About this task
Below are some records. Return exactly the lines from the one containing "pub struct PersistedSession" through the one containing "pub trait SessionStore: Send", both included, and only those.

Exercise input

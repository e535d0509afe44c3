use serde::{Deserialize, Serialize};

use crate::{
    domain::{Contact, ContactKind, Gender},
    error::ApiError,
};

/// Session credentials attached to every authenticated call. The remote
/// service expects its own PascalCase field names; the pass ticket travels
/// in the query string, never in the JSON body.
#[derive(Debug, Clone, Default, Serialize, Deserialize)]
pub struct BaseRequest {
    #[serde(rename = "Sid")]
    pub sid: String,
    #[serde(rename = "Skey")]
    pub skey: String,
    #[serde(rename = "DeviceID")]
    pub device_id: String,
    #[serde(rename = "Uin")]
    pub uin: i64,
    #[serde(skip)]
    pub pass_ticket: String,
}

/// Uniform result envelope every authenticated response reports.
#[derive(Debug, Clone, Default, Deserialize)]
#[serde(rename_all = "PascalCase", default)]
pub struct BaseResponse {
    pub ret: i64,
    pub err_msg: String,
}

impl BaseResponse {
    pub fn is_success(&self) -> bool {
        self.ret == 0
    }

    pub fn to_error(&self) -> ApiError {
        ApiError {
            ret: self.ret,
            message: self.err_msg.clone(),
        }
    }
}

/// Decoded response shapes implement this so the transport can enforce the
/// result envelope uniformly and pick up server-side credential rotation.
pub trait ApiCall {
    fn base_response(&self) -> &BaseResponse;

    /// A rotated security key, when the response carries one.
    fn rotated_skey(&self) -> Option<&str> {
        None
    }
}

/// Loosely-typed contact record as delivered on the wire, validated once at
/// the boundary. Every field is defaulted: the service omits whatever it
/// feels like per endpoint.
#[derive(Debug, Clone, Default, Serialize, Deserialize)]
#[serde(rename_all = "PascalCase", default)]
pub struct RawContact {
    pub user_name: String,
    pub nick_name: String,
    #[serde(rename = "HeadImgUrl")]
    pub head_img_url: String,
    pub remark_name: String,
    pub display_name: String,
    pub sex: i64,
    pub signature: String,
    pub verify_flag: i64,
    pub contact_flag: i64,
    pub province: String,
    pub city: String,
    pub alias: String,
    #[serde(rename = "EncryChatRoomId")]
    pub encry_chat_room_id: String,
    pub member_list: Vec<RawContact>,
}

impl Contact {
    pub fn from_raw(raw: &RawContact, kind: ContactKind) -> Contact {
        Contact {
            user_name: raw.user_name.clone(),
            nick_name: raw.nick_name.clone(),
            remark_name: raw.remark_name.clone(),
            display_name: raw.display_name.clone(),
            alias: raw.alias.clone(),
            avatar_url: raw.head_img_url.clone(),
            gender: Gender::from_wire(raw.sex),
            signature: raw.signature.clone(),
            province: raw.province.clone(),
            city: raw.city.clone(),
            verify_flag: raw.verify_flag,
            contact_flag: raw.contact_flag,
            kind,
            members: Vec::new(),
        }
    }
}

/// One page of the paginated full contact sync. `seq == 0` is the
/// completion sentinel.
#[derive(Debug, Default, Deserialize)]
#[serde(rename_all = "PascalCase", default)]
pub struct ContactPageResponse {
    pub base_response: BaseResponse,
    pub member_count: i64,
    pub member_list: Vec<RawContact>,
    pub seq: i64,
}

impl ApiCall for ContactPageResponse {
    fn base_response(&self) -> &BaseResponse {
        &self.base_response
    }
}

#[derive(Debug, Default, Deserialize)]
#[serde(rename_all = "PascalCase", default)]
pub struct BatchContactResponse {
    pub base_response: BaseResponse,
    pub count: i64,
    pub contact_list: Vec<RawContact>,
}

impl ApiCall for BatchContactResponse {
    fn base_response(&self) -> &BaseResponse {
        &self.base_response
    }
}

/// Opaque long-poll cursor, round-tripped verbatim between sync calls.
#[derive(Debug, Clone, Default, PartialEq, Eq, Serialize, Deserialize)]
#[serde(rename_all = "PascalCase", default)]
pub struct SyncCursor {
    pub count: i64,
    pub list: Vec<SyncKeyItem>,
}

impl SyncCursor {
    pub fn is_empty(&self) -> bool {
        self.list.is_empty()
    }
}

#[derive(Debug, Clone, Default, PartialEq, Eq, Serialize, Deserialize)]
#[serde(rename_all = "PascalCase", default)]
pub struct SyncKeyItem {
    pub key: i64,
    pub val: i64,
}

#[derive(Debug, Default, Deserialize)]
#[serde(rename_all = "PascalCase", default)]
pub struct InitResponse {
    pub base_response: BaseResponse,
    pub user: RawContact,
    #[serde(rename = "SKey", alias = "Skey")]
    pub skey: String,
    pub sync_key: SyncCursor,
}

impl ApiCall for InitResponse {
    fn base_response(&self) -> &BaseResponse {
        &self.base_response
    }

    fn rotated_skey(&self) -> Option<&str> {
        if self.skey.is_empty() {
            None
        } else {
            Some(&self.skey)
        }
    }
}

/// Envelope of one pushed message — only what routing and contact
/// resolution need; everything else rides along in `extra` untouched.
#[derive(Debug, Clone, Default, Serialize, Deserialize)]
#[serde(rename_all = "PascalCase", default)]
pub struct RawMessage {
    pub from_user_name: String,
    pub to_user_name: String,
    pub content: String,
    pub msg_type: i64,
    pub msg_id: String,
    pub has_product_id: i64,
    #[serde(flatten)]
    pub extra: serde_json::Map<String, serde_json::Value>,
}

/// One long-poll push batch.
#[derive(Debug, Default, Deserialize)]
#[serde(rename_all = "PascalCase", default)]
pub struct SyncResponse {
    pub base_response: BaseResponse,
    pub add_msg_count: i64,
    pub add_msg_list: Vec<RawMessage>,
    pub mod_contact_count: i64,
    pub mod_contact_list: Vec<RawContact>,
    pub del_contact_count: i64,
    pub del_contact_list: Vec<RawContact>,
    pub mod_chat_room_member_count: i64,
    pub mod_chat_room_member_list: Vec<RawContact>,
    pub sync_key: SyncCursor,
}

impl ApiCall for SyncResponse {
    fn base_response(&self) -> &BaseResponse {
        &self.base_response
    }
}

/// Identity pair for the batched group fetch.
#[derive(Debug, Clone, Serialize)]
#[serde(rename_all = "PascalCase")]
pub struct GroupQuery {
    pub user_name: String,
    pub chat_room_id: String,
}

/// Identity pair for the batched member-detail fetch.
#[derive(Debug, Clone, Serialize)]
#[serde(rename_all = "PascalCase")]
pub struct MemberQuery {
    pub user_name: String,
    #[serde(rename = "EncryChatRoomId")]
    pub encry_chat_room_id: String,
}

#[derive(Debug, Default, Deserialize)]
#[serde(rename_all = "PascalCase", default)]
pub struct SendMsgResponse {
    pub base_response: BaseResponse,
    #[serde(rename = "MsgID")]
    pub msg_id: String,
    #[serde(rename = "LocalID")]
    pub local_id: String,
}

impl ApiCall for SendMsgResponse {
    fn base_response(&self) -> &BaseResponse {
        &self.base_response
    }
}
use std::{
    io::ErrorKind,
    path::{Path, PathBuf},
};

use anyhow::{Context, Result};
use async_trait::async_trait;
use serde::{Deserialize, Serialize};
use tokio::{fs, sync::Mutex};
use tracing::debug;

const SESSION_FILE: &str = "session.json";

/// One cookie captured from the authenticated jar. The jar is scoped to a
/// single host, so name/value is all that needs to survive a restart.
#[derive(Debug, Clone, Default, PartialEq, Eq, Serialize, Deserialize)]
pub struct StoredCookie {
    pub name: String,
    pub value: String,
}

/// Everything needed to resume an authenticated session without a fresh QR
/// handshake. The blob format is private to this crate.
#[derive(Debug, Clone, Default, PartialEq, Serialize, Deserialize)]
pub struct PersistedSession {
    pub base_url: String,
    pub sid: String,
    pub skey: String,
    pub uin: i64,
    pub device_id: String,
    pub pass_ticket: String,
    pub cookies: Vec<StoredCookie>,
}

impl PersistedSession {
    /// Structural validity: resumption is only attempted with a full
    /// credential set. A blob missing any field is treated as absent.
    pub fn is_complete(&self) -> bool {
        !self.base_url.is_empty()
            && !self.sid.is_empty()
            && !self.skey.is_empty()
            && self.uin != 0
            && !self.device_id.is_empty()
            && !self.pass_ticket.is_empty()
            && !self.cookies.is_empty()
    }
}

#[async_trait]
pub trait SessionStore: Send + Sync {
    /// `Ok(None)` when nothing is persisted; `Err` when a blob exists but
    /// cannot be decoded (the caller decides whether to clear it).
    async fn load(&self) -> Result<Option<PersistedSession>>;
    async fn save(&self, session: &PersistedSession) -> Result<()>;
    async fn clear(&self) -> Result<()>;
}

/// JSON-blob store under a configurable root directory.
pub struct FileSessionStore {
    root: PathBuf,
}

impl FileSessionStore {
    pub fn new(root: impl Into<PathBuf>) -> Self {
        Self { root: root.into() }
    }

    pub fn root(&self) -> &Path {
        &self.root
    }

    fn session_path(&self) -> PathBuf {
        self.root.join(SESSION_FILE)
    }
}

#[async_trait]
impl SessionStore for FileSessionStore {
    async fn load(&self) -> Result<Option<PersistedSession>> {
        let path = self.session_path();
        let raw = match fs::read_to_string(&path).await {
            Ok(raw) => raw,
            Err(err) if err.kind() == ErrorKind::NotFound => return Ok(None),
            Err(err) => {
                return Err(err)
                    .with_context(|| format!("failed to read session blob at {}", path.display()))
            }
        };
        let session: PersistedSession = serde_json::from_str(&raw)
            .with_context(|| format!("failed to decode session blob at {}", path.display()))?;
        Ok(Some(session))
    }

    async fn save(&self, session: &PersistedSession) -> Result<()> {
        fs::create_dir_all(&self.root).await.with_context(|| {
            format!("failed to create storage root {}", self.root.display())
        })?;
        let raw = serde_json::to_vec_pretty(session).context("failed to encode session blob")?;
        let path = self.session_path();
        fs::write(&path, raw)
            .await
            .with_context(|| format!("failed to write session blob to {}", path.display()))?;
        debug!(path = %path.display(), "session blob refreshed");
        Ok(())
    }

    async fn clear(&self) -> Result<()> {
        let path = self.session_path();
        match fs::remove_file(&path).await {
            Ok(()) => Ok(()),
            Err(err) if err.kind() == ErrorKind::NotFound => Ok(()),
            Err(err) => Err(err)
                .with_context(|| format!("failed to remove session blob at {}", path.display())),
        }
    }
}

/// In-memory store for tests and embedders that manage persistence
/// themselves.
#[derive(Default)]
pub struct MemorySessionStore {
    inner: Mutex<Option<PersistedSession>>,
}

impl MemorySessionStore {
    pub fn new() -> Self {
        Self::default()
    }

    pub fn with_session(session: PersistedSession) -> Self {
        Self {
            inner: Mutex::new(Some(session)),
        }
    }
}

#[async_trait]
impl SessionStore for MemorySessionStore {
    async fn load(&self) -> Result<Option<PersistedSession>> {
        Ok(self.inner.lock().await.clone())
    }

    async fn save(&self, session: &PersistedSession) -> Result<()> {
        *self.inner.lock().await = Some(session.clone());
        Ok(())
    }

    async fn clear(&self) -> Result<()> {
        *self.inner.lock().await = None;
        Ok(())
    }
}

#[cfg(test)]
#[path = "tests/lib_tests.rs"]
mod tests;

Expected answer
pub struct PersistedSession {
    pub base_url: String,
    pub sid: String,
    pub skey: String,
    pub uin: i64,
    pub device_id: String,
    pub pass_ticket: String,
    pub cookies: Vec<StoredCookie>,
}

impl PersistedSession {
    /// Structural validity: resumption is only attempted with a full
    /// credential set. A blob missing any field is treated as absent.
    pub fn is_complete(&self) -> bool {
        !self.base_url.is_empty()
            && !self.sid.is_empty()
            && !self.skey.is_empty()
            && self.uin != 0
            && !self.device_id.is_empty()
            && !self.pass_ticket.is_empty()
            && !self.cookies.is_empty()
    }
}

#[async_trait]
pub trait SessionStore: Send + Sync {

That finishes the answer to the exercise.